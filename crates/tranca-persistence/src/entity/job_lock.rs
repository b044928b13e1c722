//! Job lock entity

use sea_orm::entity::prelude::*;
use serde::{Deserialize, Serialize};

#[derive(Clone, Debug, PartialEq, DeriveEntityModel, Eq, Serialize, Deserialize)]
#[sea_orm(table_name = "job_lock")]
pub struct Model {
    #[sea_orm(primary_key)]
    pub id: i64,
    #[sea_orm(unique)]
    pub lock_name: String,
    pub lock_token: String,
    /// Expiry in epoch milliseconds
    pub expires_at: i64,
}

#[derive(Copy, Clone, Debug, EnumIter, DeriveRelation)]
pub enum Relation {}

impl ActiveModelBehavior for ActiveModel {}
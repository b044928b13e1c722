//! SeaORM entity definitions

pub mod job_lock;

pub mod prelude {
    pub use super::job_lock::Entity as JobLock;
}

══════════════════════════════

Extract all of the data above without altering anything.

filename crates/tranca-persistence/src/entity/job_lock.rs
repository b044928b13e1c722
//! Job lock entity

use sea_orm::entity::prelude::*;
use serde::{Deserialize, Serialize};

#[derive(Clone, Debug, PartialEq, DeriveEntityModel, Eq, Serialize, Deserialize)]
#[sea_orm(table_name = "job_lock")]
pub struct Model {
    #[sea_orm(primary_key)]
    pub id: i64,
    #[sea_orm(unique)]
    pub lock_name: String,
    pub lock_token: String,
    /// Expiry in epoch milliseconds
    pub expires_at: i64,
}

#[derive(Copy, Clone, Debug, EnumIter, DeriveRelation)]
pub enum Relation {}

impl ActiveModelBehavior for ActiveModel {}
repository b044928b13e1c722
//! SeaORM entity definitions

pub mod job_lock;

pub mod prelude {
    pub use super::job_lock::Entity as JobLock;
}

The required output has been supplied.